Dos and Don’ts for Starting a New Job Right

April 13, 2018

New job

You’re starting a new job—congratulations! Now go make the best first impression you can. Dress appropriately. Express confidence. Use a firm handshake. Smile, and be aware of your body language.

But more important, arrive without preconceived notions. Don’t assume you have to know everything. Don’t assume how your supervisor wants you to do your job.
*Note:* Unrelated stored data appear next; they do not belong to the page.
//! Shared fakes for unit tests.

use std::collections::{HashMap, HashSet};
use std::sync::atomic::{AtomicBool, AtomicUsize, Ordering};
use std::sync::Arc;
use std::thread;
use std::time::{Duration, Instant};

use bytes::Bytes;
use parking_lot::Mutex;

use crate::cache::ImageCache;
use crate::config::Configuration;
use crate::context::ServiceContext;
use crate::decoder::{DecodeOptions, DecodedImage, Decoder, ImageInformation};
use crate::error::{LoadError, LoadResult};
use crate::lifecycle::TaskOutcome;
use crate::request::{DownloadProgress, ImageRequest, ImageSource, LoadingResult, RequestBuilder};
use crate::resolver::{DataResolver, DataResolverFactory, ResolveContext, ResolvedImage};
use crate::service::ImageService;
use crate::target::{InlineDispatcher, Target};

/// Route `tracing` output to the test harness. Safe to call repeatedly.
pub(crate) fn init_test_logging() {
    let _ = tracing_subscriber::fmt()
        .with_max_level(tracing::Level::DEBUG)
        .with_test_writer()
        .try_init();
}

pub(crate) fn rgb_payload(width: u32, height: u32) -> DecodedImage {
    DecodedImage::rgb(vec![0u8; (width * height * 3) as usize], width, height)
}

/// Poll `condition` every millisecond until it holds or `timeout` elapses.
pub(crate) fn wait_until(condition: impl Fn() -> bool, timeout: Duration) -> bool {
    let deadline = Instant::now() + timeout;
    while Instant::now() < deadline {
        if condition() {
            return true;
        }
        thread::sleep(Duration::from_millis(1));
    }
    condition()
}

/// Network stand-in: records calls, sleeps (cancellably), fails on demand.
#[derive(Default)]
pub(crate) struct FakeResolver {
    delay: Duration,
    calls: AtomicUsize,
    active: AtomicUsize,
    max_active: AtomicUsize,
    resolved: Mutex<Vec<String>>,
    failing: Mutex<HashSet<String>>,
    flaky: Mutex<HashMap<String, usize>>,
    corrupt: Mutex<HashSet<String>>,
}

impl FakeResolver {
    pub(crate) fn new() -> Arc<Self> {
        Arc::new(Self::default())
    }

    pub(crate) fn with_delay(delay: Duration) -> Arc<Self> {
        Arc::new(Self {
            delay,
            ..Default::default()
        })
    }

    /// Every resolve of `path` fails with a retryable error.
    pub(crate) fn fail_path(&self, path: &str) {
        self.failing.lock().insert(path.to_string());
    }

    /// The first `times` resolves of `path` fail with a retryable error.
    pub(crate) fn fail_first(&self, path: &str, times: usize) {
        self.flaky.lock().insert(path.to_string(), times);
    }

    /// Resolves of `path` fail with a non-retryable decode error.
    pub(crate) fn corrupt_path(&self, path: &str) {
        self.corrupt.lock().insert(path.to_string());
    }

    pub(crate) fn calls(&self) -> usize {
        self.calls.load(Ordering::SeqCst)
    }

    pub(crate) fn calls_for(&self, path: &str) -> usize {
        self.resolved.lock().iter().filter(|p| *p == path).count()
    }

    pub(crate) fn max_concurrency(&self) -> usize {
        self.max_active.load(Ordering::SeqCst)
    }

    /// Identifiers in call order.
    pub(crate) fn resolved(&self) -> Vec<String> {
        self.resolved.lock().clone()
    }

    fn outcome(&self, identifier: &str) -> LoadResult<()> {
        if self.failing.lock().contains(identifier) {
            return Err(LoadError::resolve(identifier, "connection refused"));
        }
        if let Some(remaining) = self.flaky.lock().get_mut(identifier) {
            if *remaining > 0 {
                *remaining -= 1;
                return Err(LoadError::resolve(identifier, "timed out"));
            }
        }
        if self.corrupt.lock().contains(identifier) {
            return Err(LoadError::Decode(format!("{identifier}: corrupt")));
        }
        Ok(())
    }
}

impl DataResolver for FakeResolver {
    fn resolve(
        &self,
        identifier: &str,
        request: &ImageRequest,
        ctx: &ResolveContext<'_>,
    ) -> LoadResult<ResolvedImage> {
        self.calls.fetch_add(1, Ordering::SeqCst);
        self.resolved.lock().push(identifier.to_string());
        let now = self.active.fetch_add(1, Ordering::SeqCst) + 1;
        self.max_active.fetch_max(now, Ordering::SeqCst);

        ctx.download_started(identifier);
        let slept = ctx.token.sleep(self.delay);
        self.active.fetch_sub(1, Ordering::SeqCst);
        slept?;
        self.outcome(identifier)?;

        ctx.report_progress(DownloadProgress {
            current: 1,
            total: Some(1),
        });
        Ok(ResolvedImage::bytes(
            Bytes::from(identifier.as_bytes().to_vec()),
            LoadingResult::Internet,
            ImageInformation::new(identifier, request.source()),
        ))
    }
}

/// Produces a 2x2 RGB image from any input, within the decoded-size limit.
#[derive(Debug, Default, Clone, Copy)]
pub(crate) struct FakeDecoder;

impl Decoder for FakeDecoder {
    fn decode(
        &self,
        data: &Bytes,
        _path: &str,
        _source: ImageSource,
        info: &mut ImageInformation,
        options: &DecodeOptions,
    ) -> LoadResult<DecodedImage> {
        if data.is_empty() {
            return Err(LoadError::Decode("empty payload".to_string()));
        }
        if options.max_decoded_bytes < 12 {
            return Err(LoadError::OutOfMemory(format!(
                "2x2 needs 12 bytes, limit is {}",
                options.max_decoded_bytes
            )));
        }
        let fill = data[0];
        let image = DecodedImage::rgb(vec![fill; 12], 2, 2);
        info.original_width = 2;
        info.original_height = 2;
        Ok(image)
    }
}

/// Target that records what it was given.
pub(crate) struct RecordingTarget {
    valid: AtomicBool,
    animations: Mutex<Vec<bool>>,
    cleared: AtomicUsize,
}

impl RecordingTarget {
    pub(crate) fn new() -> Arc<Self> {
        Arc::new(Self {
            valid: AtomicBool::new(true),
            animations: Mutex::new(Vec::new()),
            cleared: AtomicUsize::new(0),
        })
    }

    pub(crate) fn invalidate(&self) {
        self.valid.store(false, Ordering::SeqCst);
    }

    pub(crate) fn sets(&self) -> usize {
        self.animations.lock().len()
    }

    pub(crate) fn clears(&self) -> usize {
        self.cleared.load(Ordering::SeqCst)
    }

    /// The `animated` flag of every `set`, in order.
    pub(crate) fn animations(&self) -> Vec<bool> {
        self.animations.lock().clone()
    }
}

impl Target for RecordingTarget {
    fn is_valid(&self) -> bool {
        self.valid.load(Ordering::SeqCst)
    }

    fn set(&self, _image: &DecodedImage, animated: bool) {
        self.animations.lock().push(animated);
    }

    fn set_as_empty(&self) {
        self.cleared.fetch_add(1, Ordering::SeqCst);
    }
}

/// Collects callback invocations across any number of requests.
#[derive(Clone, Default)]
pub(crate) struct CallbackRecorder {
    successes: Arc<Mutex<Vec<LoadingResult>>>,
    errors: Arc<Mutex<Vec<String>>>,
    finishes: Arc<Mutex<Vec<TaskOutcome>>>,
}

impl CallbackRecorder {
    pub(crate) fn new() -> Self {
        Self::default()
    }

    pub(crate) fn attach(&self, builder: RequestBuilder) -> RequestBuilder {
        let successes = Arc::clone(&self.successes);
        let errors = Arc::clone(&self.errors);
        let finishes = Arc::clone(&self.finishes);
        builder
            .on_success(move |_, result| successes.lock().push(result))
            .on_error(move |e| errors.lock().push(e.to_string()))
            .on_finish(move |outcome| finishes.lock().push(outcome))
    }

    pub(crate) fn successes(&self) -> Vec<LoadingResult> {
        self.successes.lock().clone()
    }

    pub(crate) fn errors(&self) -> Vec<String> {
        self.errors.lock().clone()
    }

    pub(crate) fn finishes(&self) -> Vec<TaskOutcome> {
        self.finishes.lock().clone()
    }
}

/// Context with `resolver` serving URLs and the fake decoder.
pub(crate) fn test_context(resolver: Arc<dyn DataResolver>) -> Arc<ServiceContext> {
    test_context_with_config(Configuration::default(), resolver)
}

pub(crate) fn test_context_with_config(
    config: Configuration,
    resolver: Arc<dyn DataResolver>,
) -> Arc<ServiceContext> {
    let mut resolvers = DataResolverFactory::with_defaults();
    resolvers.register(ImageSource::Url, resolver);
    Arc::new(ServiceContext::new(
        config,
        Arc::new(ImageCache::new(16)),
        resolvers,
        Arc::new(FakeDecoder),
        Arc::new(InlineDispatcher),
    ))
}

/// Service limited to `max_parallel` running lifecycles.
pub(crate) fn test_service(max_parallel: usize, resolver: Arc<dyn DataResolver>) -> ImageService {
    let config = Configuration {
        max_parallel_tasks: Some(max_parallel),
        admission_threads: 2,
        memory_cache_size_mb: 16,
        ..Default::default()
    };
    ImageService::builder(config)
        .resolver(ImageSource::Url, resolver)
        .decoder(Arc::new(FakeDecoder))
        .build()
        .unwrap()
}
And don’t assume how people will act based on their age, gender, or other demographics, say AMA faculty members Maribel Aleman and Laura Smith Dunaief.

Here are some other dos and don’ts they suggest for putting your best foot forward in a new job:

Do: Research and prepare for your role
You should be prepping before your first day, says Dunaief, a trainer and coach and the Leadership Ambassador program director for Take The Lead. This is especially true if you’ve been out of work for a while or it’s a new role. Get to know the company and the culture, and take stock of what you know, don’t know, or haven’t done in a while. “If you’re rusty on some skill, spend some time brushing up on it,” she says.
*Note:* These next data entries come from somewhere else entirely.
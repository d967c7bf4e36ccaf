//! Delivery boundary: where images end up and on which thread.

use crate::decoder::DecodedImage;

/// Display target for a request. Implementations are usually weak handles to
/// a UI view; `is_valid` turns false once the view is gone or reused.
pub trait Target: Send + Sync {
    fn is_valid(&self) -> bool;

    /// Show `image`. `animated` asks for a fade-in.
    fn set(&self, image: &DecodedImage, animated: bool);

    fn set_as_empty(&self);
}

/// Posts work to the UI thread. Jobs posted from one thread run in order.
pub trait MainThreadDispatcher: Send + Sync {
    fn post(&self, job: Box<dyn FnOnce() + Send>);
}

/// Runs jobs immediately on the calling thread. Used headless and in tests.
#[derive(Debug, Default, Clone, Copy)]
pub struct InlineDispatcher;

impl MainThreadDispatcher for InlineDispatcher {
    fn post(&self, job: Box<dyn FnOnce() + Send>) {
        job();
    }
}

#[cfg(test)]
mod tests {
    use super::*;
    use std::sync::atomic::{AtomicUsize, Ordering};
    use std::sync::Arc;

    #[test]
    fn test_inline_dispatcher_runs_in_order() {
        let seen = Arc::new(parking_lot::Mutex::new(Vec::new()));
        let counter = Arc::new(AtomicUsize::new(0));
        for i in 0..3 {
            let seen = Arc::clone(&seen);
            let counter = Arc::clone(&counter);
            InlineDispatcher.post(Box::new(move || {
                counter.fetch_add(1, Ordering::SeqCst);
                seen.lock().push(i);
            }));
        }
        assert_eq!(counter.load(Ordering::SeqCst), 3);
        assert_eq!(*seen.lock(), vec![0, 1, 2]);
    }
}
If you don’t feel confident, fake it, adds Aleman, executive and leadership coach for Alemán & Associates. “Remember, you were hired for a reason,” she notes.

Don’t: Think you have to know everything
“Have a conversation with your manager to learn and understand their expectations for you,” says Aleman. “Don’t try to prove you know it all.”

Ask your supervisors how you can support them. Ask questions of your new team, adds Dunaief. And “listen—a lot.”

Do: Realize that not everything may go right
Not all organizations have their onboarding process working smoothly, so there may be delays in getting a sign-on for your computer or a good chair for your desk. While these things are being handled, “use the time to introduce yourself to others,” Dunaief says.

Don’t: Keep quiet when you really need something
Be patient, but not too patient, when you don’t have the resources to do your job, Dunaief says. A lack of resources could quickly affect your performance, and people will already have a bad impression of you. “Speak up clearly and early,” she says.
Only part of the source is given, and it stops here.